Conformal prediction of molecule-induced cancer cell growth inhibition challenged by strong distribution shifts

The drug discovery process often employs phenotypic and target-based virtual screening to identify potential drug candidates. Despite the longstanding dominance of target-based approaches, phenotypic virtual screening is undergoing a resurgence due to its potential being now better understood. In the context of cancer cell lines, a well-established experimental system for phenotypic screens, molecules are tested to identify their whole-cell activity, as summarized by their half-maximal inhibitory concentrations. Machine learning has emerged as a potent tool for computationally guiding such screens, yet important research gaps persist. Consequently, this study focuses on the application of Conformal Prediction (CP) to predict the activities of novel molecules on specific cancer cell lines. Two CP models were constructed and evaluated on each cell line, resulting in a total of 120 performance evaluations (60 cell lines x 2 CP models) per training-test partition.

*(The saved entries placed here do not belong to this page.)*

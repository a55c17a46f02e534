use const_format::formatcp;

pub const VERSION: &str = env!("CARGO_PKG_VERSION");
pub const GIT_SHA: &str = env!("VERGEN_GIT_SHA");
pub const BUILD_DATE: &str = env!("VERGEN_BUILD_DATE");
pub const TARGET_TRIPLE: &str = env!("VERGEN_CARGO_TARGET_TRIPLE");

/// `-V` 用のバージョン文字列。
pub fn short_version() -> &'static str {
    formatcp!("{VERSION} ({GIT_SHA} {BUILD_DATE})")
}

/// `--version` 用。ビルドターゲットも含める。
pub fn long_version() -> &'static str {
    formatcp!("{VERSION} ({GIT_SHA} {BUILD_DATE} {TARGET_TRIPLE})")
}
//! 変換前のイベントファイルのバックアップ。

use std::{
    fs, io,
    path::{Path, PathBuf},
};

use chrono::NaiveDateTime;
use thiserror::Error;
use tracing::info;

#[derive(Error, Debug)]
pub enum BackupError {
    #[error("Failed to create backup directory {path:?}: {source}")]
    CreateDir { path: PathBuf, source: io::Error },

    #[error("Failed to copy {from:?} to {to:?}: {source}")]
    Copy {
        from: PathBuf,
        to: PathBuf,
        source: io::Error,
    },
}

pub type Result<T> = std::result::Result<T, BackupError>;

/// バックアップファイル名を返す。
///
/// `now` は分単位で `events_backup_pre_utc_conversion_<YYYYMMDDHHMM>.json` に埋め込まれる。
pub fn backup_name(now: NaiveDateTime) -> String {
    format!(
        "events_backup_pre_utc_conversion_{}.json",
        now.format("%Y%m%d%H%M")
    )
}

/// `source` の内容を `backup_dir` にコピーし、作成したファイルのパスを返す。
///
/// `backup_dir` が存在しない場合は作成する。`source` は変更しない。
pub fn create_backup(
    source: impl AsRef<Path>,
    backup_dir: impl AsRef<Path>,
    now: NaiveDateTime,
) -> Result<PathBuf> {
    let source = source.as_ref();
    let backup_dir = backup_dir.as_ref();

    fs::create_dir_all(backup_dir).map_err(|source| BackupError::CreateDir {
        path: backup_dir.to_path_buf(),
        source,
    })?;

    let destination = backup_dir.join(backup_name(now));
    fs::copy(source, &destination).map_err(|e| BackupError::Copy {
        from: source.to_path_buf(),
        to: destination.clone(),
        source: e,
    })?;

    info!(path = ?destination, "Created backup");
    Ok(destination)
}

From this comprehensive evaluation, we concluded that, regardless of the cell line or model, novel molecules with smaller CP-calculated confidence intervals tend to have smaller predicted errors once measured activities are revealed. It was also possible to anticipate the activities of dissimilar test molecules across 50 or more cell lines. These outcomes demonstrate the robust efficacy that CP models can achieve in realistic and challenging scenarios, thereby providing valuable insights for enhancing decision-making processes in drug discovery.